Last edited by btuckertx; September 28, 2019, 04:38 PM.
Looks like a few others have been having some fun with tri-tip on here recently, so I wanted to share my favorite tri-tip recipe for you all. Meathead has a great
Tri tip can be dry and tough if overcooked. But cooked with care, it has a wonderful beefy flavor and juicy texture. Even though the meat can be on the chewy side, it's not full of stringy bits that are objectionable to swallow.
My absolute favorite way to eat tri tip is sliced thin and stacked high for roast beef sandwiches. I was not a fan of roast beef sandwiches until I started cooking tri tip.
I usually smoke and slow indirect cook my tri tips to about 110F / 45C and then sear to the desired internal temp. I normally shoot for the rare side of medium rare -- 130F is ideal, 135F is getting on the edge of too done for my preference.
I normally get tri tips in the 1.5 to 2.5 pound range. That's enough for 4 modest dinner servings with a nice choice of sides. I'd cook 2 tri tips in that size range for 4 bigger appetites with maybe some left overs to hide away for sandwiches.
Just the input I'm looking for on the smoking side. I usually grill a 2.5 to 3# tri-tip. The one I have is almost 4#, so I'm thinking I'll freeze half, and smoke the other.
It's the go to beef protein for our house. Tri tip, sometimes packaged as bottom sirloin, is excellent either reversed seared SVQ'd or QVQ'd. My choice of smoke is red oak with BBBR as the rub. Prime was sometimes difficult to find so I would pick up choice. In all honesty, I struggled to notice the difference. Highly recommended.
Totally frustrated by the search function today, so I’m tagging onto the thread with a question about tri-tips. Troutman , what is the link to your tri-tip recipe?
Next to Picanha, the tri-tip roast or steak is probably my favorite cut of non-rib beef. A California favorite since the 1950's, it traces its origins back to the
Thank you. I wrote out and tried this before and we really liked it. Wrote it up and put it in my recipe book. However I see today that several of my tri-tips, and the recipe page is missing from my book. Guessing one of the kids wanted to have it at their house while we were away.🙂
btuckertx as others have pointed out you can treat it like a roast. Smoke it indirect until it temps internally to about 115* (if you are shooting for rare, higher if not), then use the cold grate reverse sear technique to finish it off. I don't like to let mine get above 122*. Also as mentioned they tend to dry out rather quickly if over cooked, but you probably already know that.

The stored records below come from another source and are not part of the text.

use std::fs;
use std::path::{Path, PathBuf};
use std::time::Duration;

use serde::{Deserialize, Serialize};
use thiserror::Error;

#[derive(Debug, Error)]
pub enum ConfigError {
    #[error("Config IO error: {0}")]
    Io(#[from] std::io::Error),
    #[error("Failed to parse config: {0}")]
    Parse(#[from] toml::de::Error),
    #[error("Failed to serialize config: {0}")]
    Serialize(#[from] toml::ser::Error),
}

#[derive(Debug, Clone, PartialEq, Serialize, Deserialize)]
#[serde(default)]
pub struct ProjectInfo {
    pub name: String,
    pub description: String,
    #[serde(rename = "type")]
    pub kind: String,
    pub author: String,
}

impl Default for ProjectInfo {
    fn default() -> Self {
        Self {
            name: "Bruce Project".to_string(),
            description: "AI-assisted project management".to_string(),
            kind: "general".to_string(),
            author: "Bruce User".to_string(),
        }
    }
}

/// Locations of task, phase, context and session data, relative to the project root.
#[derive(Debug, Clone, PartialEq, Serialize, Deserialize)]
#[serde(default)]
pub struct PathsConfig {
    pub tasks_file: String,
    pub phases_dir: String,
    pub contexts_dir: String,
    pub docs_dir: String,
    pub sessions_dir: String,
}

impl Default for PathsConfig {
    fn default() -> Self {
        Self {
            tasks_file: "tasks.yaml".to_string(),
            phases_dir: "phases".to_string(),
            contexts_dir: "contexts".to_string(),
            docs_dir: "docs".to_string(),
            sessions_dir: "docs/sessions".to_string(),
        }
    }
}

/// Session monitoring settings.
///
/// `monitored_dirs` bounds the cost of every checksum walk; directories that do not exist
/// are skipped silently.
#[derive(Debug, Clone, PartialEq, Serialize, Deserialize)]
#[serde(default)]
pub struct TrackingConfig {
    pub monitored_dirs: Vec<String>,
    pub extensions: Vec<String>,
    pub text_extensions: Vec<String>,
    pub ignore: Vec<String>,
    pub scan_interval_secs: u64,
    pub git_timeout_secs: u64,
    pub monitor_join_timeout_ms: u64,
}

impl Default for TrackingConfig {
    fn default() -> Self {
        Self {
            monitored_dirs: to_strings(&[
                "src",
                "cli",
                "templates",
                "phases",
                "tests",
                "docs",
                "configs",
            ]),
            extensions: to_strings(&["py", "rs", "yaml", "yml", "md", "txt", "toml", "json"]),
            text_extensions: to_strings(&["py", "rs", "yaml", "yml", "md", "txt", "toml"]),
            ignore: to_strings(&[
                "__pycache__",
                ".git",
                "node_modules",
                "target",
                ".DS_Store",
                ".pytest_cache",
            ]),
            scan_interval_secs: 30,
            git_timeout_secs: 10,
            monitor_join_timeout_ms: 2000,
        }
    }
}

impl TrackingConfig {
    pub fn scan_interval(&self) -> Duration {
        Duration::from_secs(self.scan_interval_secs.max(1))
    }

    pub fn git_timeout(&self) -> Duration {
        Duration::from_secs(self.git_timeout_secs.max(1))
    }

    pub fn monitor_join_timeout(&self) -> Duration {
        Duration::from_millis(self.monitor_join_timeout_ms)
    }
}

#[derive(Debug, Clone, Default, PartialEq, Serialize, Deserialize)]
#[serde(default)]
pub struct BruceConfig {
    pub project: ProjectInfo,
    pub paths: PathsConfig,
    pub tracking: TrackingConfig,
}

/// Absolute paths derived from a [`BruceConfig`] for one project root.
#[derive(Debug, Clone, PartialEq)]
pub struct ProjectLayout {
    pub root: PathBuf,
    pub tasks_file: PathBuf,
    pub phases_dir: PathBuf,
    pub contexts_dir: PathBuf,
    pub docs_dir: PathBuf,
    pub sessions_dir: PathBuf,
}

impl ProjectLayout {
    pub fn new(root: &Path, paths: &PathsConfig) -> Self {
        Self {
            root: root.to_path_buf(),
            tasks_file: root.join(&paths.tasks_file),
            phases_dir: root.join(&paths.phases_dir),
            contexts_dir: root.join(&paths.contexts_dir),
            docs_dir: root.join(&paths.docs_dir),
            sessions_dir: root.join(&paths.sessions_dir),
        }
    }

    pub fn active_sessions_dir(&self) -> PathBuf {
        self.sessions_dir.join("active")
    }

    pub fn completed_sessions_dir(&self) -> PathBuf {
        self.sessions_dir.join("completed")
    }

    pub fn phase_context_dir(&self, phase: i64) -> PathBuf {
        self.contexts_dir.join(format!("phase{}", phase))
    }

    pub fn task_context_file(&self, phase: i64, task_id: &str) -> PathBuf {
        self.phase_context_dir(phase)
            .join(format!("context_{}.md", task_id))
    }

    pub fn monitored_roots(&self, tracking: &TrackingConfig) -> Vec<PathBuf> {
        tracking
            .monitored_dirs
            .iter()
            .map(|dir| self.root.join(dir))
            .collect()
    }
}

pub fn config_filename_candidates() -> [&'static str; 2] {
    ["bruce.toml", ".bruce/config.toml"]
}

pub fn config_path(project_root: &Path) -> PathBuf {
    project_root.join("bruce.toml")
}

pub fn resolve_user_home_dir() -> Option<PathBuf> {
    if let Ok(home) = std::env::var("HOME") {
        let trimmed = home.trim();
        if !trimmed.is_empty() {
            return Some(PathBuf::from(trimmed));
        }
    }
    if let Ok(profile) = std::env::var("USERPROFILE") {
        let trimmed = profile.trim();
        if !trimmed.is_empty() {
            return Some(PathBuf::from(trimmed));
        }
    }
    None
}

pub fn resolve_bruce_home_dir() -> Option<PathBuf> {
    if let Ok(value) = std::env::var("BRUCE_HOME") {
        let trimmed = value.trim();
        if !trimmed.is_empty() {
            return Some(PathBuf::from(trimmed));
        }
    }
    resolve_user_home_dir().map(|home| home.join(".bruce"))
}

pub fn global_config_path() -> Option<PathBuf> {
    resolve_bruce_home_dir().map(|home| home.join("config.toml"))
}

pub fn find_config_root(start: &Path) -> Option<PathBuf> {
    let start = start.canonicalize().unwrap_or_else(|_| start.to_path_buf());
    for candidate in start.ancestors() {
        for name in config_filename_candidates() {
            if candidate.join(name).is_file() {
                return Some(candidate.to_path_buf());
            }
        }
    }
    None
}

fn read_config_file(path: &Path) -> Option<BruceConfig> {
    let text = match fs::read_to_string(path) {
        Ok(text) => text,
        Err(err) => {
            tracing::warn!(path = %path.display(), error = %err, "unable to read config");
            return None;
        }
    };
    match toml::from_str::<BruceConfig>(&text) {
        Ok(config) => Some(config),
        Err(err) => {
            tracing::warn!(path = %path.display(), error = %err, "invalid config, using defaults");
            None
        }
    }
}

pub fn load_config(project_root: &Path) -> Option<BruceConfig> {
    for name in config_filename_candidates() {
        let path = project_root.join(name);
        if path.is_file() {
            if let Some(config) = read_config_file(&path) {
                return Some(config);
            }
        }
    }
    None
}

pub fn load_global_config() -> Option<BruceConfig> {
    let path = global_config_path()?;
    if !path.is_file() {
        return None;
    }
    read_config_file(&path)
}

/// Project config, then global config, then built-in defaults.
pub fn resolve_config_with_source(project_root: &Path) -> (BruceConfig, &'static str) {
    if let Some(config) = load_config(project_root) {
        return (config, "project");
    }
    if let Some(config) = load_global_config() {
        return (config, "global");
    }
    (BruceConfig::default(), "default")
}

pub fn resolve_config(project_root: &Path) -> BruceConfig {
    resolve_config_with_source(project_root).0
}

pub fn write_config(project_root: &Path, config: &BruceConfig) -> Result<PathBuf, ConfigError> {
    let path = config_path(project_root);
    let body = toml::to_string_pretty(config)?;
    fs::write(&path, body)?;
    Ok(path)
}

fn to_strings(values: &[&str]) -> Vec<String> {
    values.iter().map(|value| value.to_string()).collect()
}

#[cfg(test)]
mod tests {
    use super::*;
    use std::ffi::OsString;
    use tempfile::TempDir;

    fn with_env_lock<T>(f: impl FnOnce() -> T) -> T {
        let _guard = crate::test_env::lock();
        f()
    }

    struct EnvGuard {
        bruce_home: Option<OsString>,
    }

    impl EnvGuard {
        fn capture() -> Self {
            Self {
                bruce_home: std::env::var_os("BRUCE_HOME"),
            }
        }
    }

    impl Drop for EnvGuard {
        fn drop(&mut self) {
            if let Some(value) = self.bruce_home.as_ref() {
                std::env::set_var("BRUCE_HOME", value);
            } else {
                std::env::remove_var("BRUCE_HOME");
            }
        }
    }

    #[test]
    fn write_and_read_config() {
        let temp = TempDir::new().expect("tempdir");
        let mut config = BruceConfig::default();
        config.project.name = "Trading".to_string();
        config.tracking.monitored_dirs = vec!["engine".to_string()];
        write_config(temp.path(), &config).expect("write config");
        let loaded = load_config(temp.path()).expect("load config");
        assert_eq!(loaded, config);
    }

    #[test]
    fn partial_config_fills_defaults() {
        let temp = TempDir::new().expect("tempdir");
        fs::write(
            temp.path().join("bruce.toml"),
            "[project]\nname = \"Alpha\"\n\n[tracking]\nscan_interval_secs = 5\n",
        )
        .expect("write");
        let loaded = load_config(temp.path()).expect("load config");
        assert_eq!(loaded.project.name, "Alpha");
        assert_eq!(loaded.project.kind, "general");
        assert_eq!(loaded.tracking.scan_interval_secs, 5);
        assert_eq!(loaded.paths.tasks_file, "tasks.yaml");
    }

    #[test]
    fn invalid_config_is_ignored() {
        let temp = TempDir::new().expect("tempdir");
        fs::write(temp.path().join("bruce.toml"), "project = [").expect("write");
        assert!(load_config(temp.path()).is_none());
    }

    #[test]
    fn dot_bruce_directory_is_a_candidate() {
        let temp = TempDir::new().expect("tempdir");
        fs::create_dir_all(temp.path().join(".bruce")).expect("dir");
        fs::write(
            temp.path().join(".bruce").join("config.toml"),
            "[paths]\nphases_dir = \"plan\"\n",
        )
        .expect("write");
        let loaded = load_config(temp.path()).expect("load config");
        assert_eq!(loaded.paths.phases_dir, "plan");
        assert!(find_config_root(temp.path()).is_some());
    }

    #[test]
    fn layout_resolves_against_root() {
        let root = Path::new("/work/project");
        let layout = ProjectLayout::new(root, &PathsConfig::default());
        assert_eq!(layout.tasks_file, root.join("tasks.yaml"));
        assert_eq!(
            layout.task_context_file(2, "t-9"),
            root.join("contexts").join("phase2").join("context_t-9.md")
        );
        assert_eq!(
            layout.completed_sessions_dir(),
            root.join("docs").join("sessions").join("completed")
        );
    }

    #[test]
    fn resolve_config_prefers_project_over_global_then_default() {
        with_env_lock(|| {
            let _env = EnvGuard::capture();
            let repo = TempDir::new().expect("repo tempdir");
            let home = TempDir::new().expect("home tempdir");
            std::env::set_var("BRUCE_HOME", home.path());

            let (config, source) = resolve_config_with_source(repo.path());
            assert_eq!(config, BruceConfig::default());
            assert_eq!(source, "default");

            fs::write(
                home.path().join("config.toml"),
                "[project]\nname = \"Global\"\n",
            )
            .expect("global config");
            let (config, source) = resolve_config_with_source(repo.path());
            assert_eq!(config.project.name, "Global");
            assert_eq!(source, "global");

            fs::write(
                repo.path().join("bruce.toml"),
                "[project]\nname = \"Local\"\n",
            )
            .expect("project config");
            let (config, source) = resolve_config_with_source(repo.path());
            assert_eq!(config.project.name, "Local");
            assert_eq!(source, "project");
        });
    }
}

mountainsmoker again to correct you, it is a part of the bottom sirloin (not the flank or round) and makes up what would essentially be part of the knee cap muscle group. It is often cut into chili meat or ground into burger but if grilled or smoked properly it is very tender, full of juice and has an intense beefy flavor. It's one of my personal favorite cuts on the cow.
As for no intramuscular fat, I'm sorry but this one is an example of what Costco sells here in Htown on a fairly regular basis. You need to find a better butcher.....
I would love to hear how your tri-tip came out. I just smoked one two weeks ago. Smoke on front end and grill on the back end. Yes to turned out like the one pictured. Only difference, I put mine on our slicer and went with thin slices. Unbelievably good. For rub I used Salt, Pepper and Garlic and Three Little Pigs Memphis.
Reverse sear is the best on tri-tip. I’ve done it in the smoker, but usually just use a 2-zone setup on my charcoal grill since it doesn’t take very long (couple hours max). As CaptainMike mentioned, bonus points for cooking it over an oak fire. Medium Rare.
As for seasonings, traditional Santa Maria style is salt, pepper, and garlic.
Slice thin against the grain and it’s a tender and delicious cut. Slice it with the grain and your jaw will wear out trying to chew it. Highly recommended cut!
We have a local deli that makes great TT sandwiches for lunch on Fridays and Saturdays. Every now and then they slice it with the grain and it's like eating really tasty leather.